Avec Araldus, on m’a catalogué parmi les auteurs régionaux de romans historiques. Ce n’est pas gênant car l’histoire humaine, individuelle et collective, et l’obsession du temps qui passe sont très présents dans ce que j’écris. Mais c’est faux en partie, trop réducteur. Je ne me confine pas à un registre. Les récits de Valises, par exemple, sont différents d’Araldus.
O.B : Alors, quels sont les titres de vos derniers livres ?
D.P : Le tout dernier livre paru est un recueil de nouvelles intitulée Valises, sorti en janvier 2018 aux éditions toulousaines du Carnet à Spirale. Je suis également partie prenante au livre-CD Des Livres et nous des chansons réalisé par Les Ducs pour qui j’ai écrit une des 7 nouvelles (chacune étant liée à une des 7 chansons du groupe). Quant au roman « médiéval et moderne » Araldus, il est toujours disponible dans sa version numérique.
O.B : Pouvez-vous nous parler de votre dernier ouvrage ?
D.P : Valises regroupe 12 nouvelles, apparemment très différentes dans leur style d’écriture, leur longueur, leur thème et leur genre. La valise est un objet symbolique dans lequel chacun/e – personnages, lecteurs etc - met ce qu’il veut ou peut. Les récits sont souvent inquiétants, lorgnant parfois vers le fantastique, voire le thriller, d’autres sont plus poétiques, toujours saupoudrés d’une atmosphère douce-amère avec des individus en clair-obscur, déroutants, à la limite de la folie. Je promène le lecteur d’une histoire de sorcière dans le Poitou du XVIIe à la Russie post-communiste des années 90. On s’immerge aussi bien dans l’univers mental d’un collabo antisémite sous l’Occupation, d’un migrant africain sans papier que d’une femme âgée bouleversée par ses désirs intimes. Il y a des fils conducteurs d’un texte à l’autre, mais la subjectivité de chaque lecteur/lectrice est mise à contribution.
O.B : En Définitive, quels sont les sujets qui vous inspirent ?
D.P : L’humain, simplement l’humain. Ses doutes, ses peurs, ses espoirs. Le sujet est infini. Universel et renouvelable sans cesse !

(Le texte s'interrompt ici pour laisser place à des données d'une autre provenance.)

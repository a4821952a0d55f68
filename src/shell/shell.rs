use log::{debug, error, warn};
use std::env;
use std::error::Error;
use std::fs;
use std::io::{self, BufRead, IsTerminal, Write};
use std::process::{Command, Stdio};
use std::thread;

use crate::shell::console::{AutoConfirm, Confirm, Console, StdinConfirm};
use crate::shell::interpreter::{Flow, Interpreter};
use crate::shell::readline::{ReadlineError, ReadlineManager};
use crate::shell::session::Session;
use crate::utils::config::{Config, ConfirmMode};
use crate::utils::path::{basename, current_dir, user_name};
use crate::utils::theme::Theme;

pub struct Shell<'a> {
    config: &'a Config,
    theme: Theme,
    interpreter: Interpreter,
    user: String,
}

// 根据操作系统选择清屏命令
fn create_clear_command() -> Command {
    if cfg!(target_os = "windows") {
        let mut cmd = Command::new("cmd");
        cmd.args(["/C", "cls"]);
        cmd
    } else {
        let mut cmd = Command::new("sh");
        cmd.args(["-c", "clear"]);
        cmd
    }
}

impl<'a> Shell<'a> {
    pub fn new(config: &'a Config, theme: Theme) -> Self {
        Self {
            config,
            theme,
            interpreter: Interpreter::new(Session::new(current_dir())),
            user: user_name(),
        }
    }

    pub fn run(&mut self) -> Result<(), Box<dyn Error>> {
        debug!("初始化 Rogue...");
        self.display_banner()?;

        if io::stdin().is_terminal() {
            self.run_interactive()?;
        } else {
            debug!("stdin 不是终端，进入非交互模式");
            self.run_script()?;
        }

        debug!("退出 Rogue...");
        Ok(())
    }

    fn display_banner(&self) -> io::Result<()> {
        match fs::read_to_string(&self.config.banner_file) {
            Ok(banner) => println!("{}", (self.theme.success_style)(banner)),
            Err(e) => {
                debug!("banner 读取失败: {}", e);
                let msg = self
                    .theme
                    .get_message("banner_missing")
                    .replace("{}", &self.config.banner_file.display().to_string());
                println!("{}", (self.theme.error_style)(msg));
            }
        }
        io::stdout().flush()
    }

    // 输入结束时和 `exit` 一样道别
    fn farewell(&self) {
        println!("{}", (self.theme.error_style)(self.theme.get_message("exit")));
    }

    fn prompt(&self) -> String {
        let cwd = self.interpreter.session().cwd().display().to_string();
        let dir_name = basename(&cwd).into_owned();
        self.theme.prompt(&self.user, &cwd, &dir_name)
    }

    fn run_interactive(&mut self) -> Result<(), Box<dyn Error>> {
        let mut readline = ReadlineManager::new(self.config)?;
        readline.load_history();
        println!("{}", (self.theme.success_style)(self.theme.get_message("welcome")));
        debug!("Rogue 准备就绪...");

        let mut confirm = StdinConfirm;
        loop {
            io::stdout().flush()?;
            let prompt = self.prompt();

            match readline.readline(&prompt) {
                Ok(line) => {
                    let line = line.trim();
                    if !line.is_empty() {
                        readline.add_history(line)?;
                    }
                    if self.handle_input(line, &mut confirm)? == Flow::Exit {
                        break;
                    }
                }
                Err(ReadlineError::Interrupted) => {
                    warn!("接收到中断信号...");
                    println!(
                        "{}",
                        (self.theme.warning_style)(self.theme.get_message("interrupt_signal"))
                    );
                }
                Err(ReadlineError::Eof) => {
                    warn!("接收到 EOF 信号，退出 Rogue...");
                    println!(
                        "\n{}",
                        (self.theme.warning_style)(self.theme.get_message("eof_signal"))
                    );
                    self.farewell();
                    break;
                }
                Err(err) => {
                    error!("发生错误: {}", err);
                    eprintln!(
                        "{}: {}",
                        (self.theme.error_style)(self.theme.get_message("error")),
                        err
                    );
                }
            }
        }

        readline.save_history();
        Ok(())
    }

    /// 非交互模式：逐行读取 stdin，不打印提示符，读到 EOF 即退出
    fn run_script(&mut self) -> Result<(), Box<dyn Error>> {
        let mut confirm: Box<dyn Confirm> = match self.config.confirm_mode {
            ConfirmMode::Ask => Box::new(StdinConfirm),
            ConfirmMode::AssumeYes => Box::new(AutoConfirm(true)),
            ConfirmMode::AssumeNo => Box::new(AutoConfirm(false)),
        };

        // 按字节读行，非 UTF-8 的输入按有损解码继续执行
        let mut buf = Vec::new();
        loop {
            buf.clear();
            if io::stdin().lock().read_until(b'\n', &mut buf)? == 0 {
                debug!("stdin 已结束");
                self.farewell();
                break;
            }
            let line = String::from_utf8_lossy(&buf);
            if self.handle_input(line.trim(), confirm.as_mut())? == Flow::Exit {
                break;
            }
        }
        Ok(())
    }

    fn handle_input(&mut self, line: &str, confirm: &mut dyn Confirm) -> Result<Flow, Box<dyn Error>> {
        let stdout = io::stdout();
        let mut out = stdout.lock();
        let flow = {
            let mut console = Console::new(&mut out, confirm, &self.theme);
            self.interpreter.execute(line, &mut console)?
        };
        out.flush()?;
        drop(out);

        match flow {
            Flow::Continue => self.sync_process_cwd(),
            Flow::Clear => self.clear_screen(),
            Flow::Exit => {
                debug!("等待 {:?} 后退出", self.config.exit_delay);
                thread::sleep(self.config.exit_delay);
            }
        }
        Ok(flow)
    }

    fn sync_process_cwd(&self) {
        let cwd = self.interpreter.session().cwd();
        if env::current_dir().ok().as_deref() != Some(cwd) {
            if let Err(e) = env::set_current_dir(cwd) {
                warn!("无法同步进程工作目录到 {}: {}", cwd.display(), e);
            }
        }
    }

    fn clear_screen(&self) {
        let status = create_clear_command()
            .current_dir(self.interpreter.session().cwd())
            .stdin(Stdio::inherit())
            .stdout(Stdio::inherit())
            .stderr(Stdio::inherit())
            .status();

        match status {
            Ok(status) if status.success() => {}
            Ok(status) => warn!("clear 退出码: {}", status.code().unwrap_or(1)),
            Err(e) => {
                error!("clear 执行失败: {}", e);
                eprintln!(
                    "{}",
                    (self.theme.error_style)(format!("Error clearing screen: {}", e))
                );
            }
        }
    }
}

O.B : Quel est le conseil le plus important que vous avez reçu pour écrire ou dans un autre domaine ?
D.P : Pendant une de mes lectures d’adolescent, une phrase m’a marqué chez Bernardin de Saint-Pierre, dans son Paul et Virginie : « Si le monde est ton ennemi, sois à toi-même ton ami. » Et un véritable ami est exigeant… Je suis donc resté intraitable avec moi-même, sans aucune complaisance avec ce que j’écris.
O.B : Les lecteurs s’interrogent souvent sur la méthode des auteurs pour écrire. Avez-vous une technique précise ou est-ce l’inspiration qui vous guide dans la construction de vos intrigues et de vos personnages ?
D.P : Pendant longtemps je me suis imposé des séances d’écriture : un thème précis ou une phrase donnée, par une autre personne, et un temps déterminé, en heures et ou jours pour terminer le texte. Cela me permettait d’ordonner les idées, de canaliser les mots, de charpenter mes récits. Avec l’âge, je pense, un peu orgueilleusement peut-être, que je n’ai plus besoin de ces cadrages et je cherche plus de liberté. De plus en plus, je me laisse guider par le hasard, celui des rencontres, des situations de la vie. Je prends beaucoup de notes, des bribes de phrases qui peuvent faire sens, des sortes d’aphorismes instantanés, de haïkus instinctifs, ou qui sonnent bien à l’oreille car la musicalité des mots comptent beaucoup.
O.B : Travaillez-vous sur un nouveau projet et si oui, sans nous dévoiler l’intrigue, quel en est le thème ?
D.P : Plusieurs projets se chevauchent. Un roman d’anticipation, en bêta-lecture pendant l’été, qui se situe dans une inquiétante Pologne des années 2050 et une écriture à quatre main avec Marie-Cécile Fourès, éditrice de la Spirale, pour un chassé-croisé pas forcément amoureux entre un homme et une femme… et c’est moi qui raconte le personnage féminin tandis que Marie-Cécile s’occupe du personnage masculin. Quant à la nouvelle du livre-CD des Ducs, intitulée Grands-pères, un vaste sujet là encore, elle va très probablement s’étoffer et devenir un roman…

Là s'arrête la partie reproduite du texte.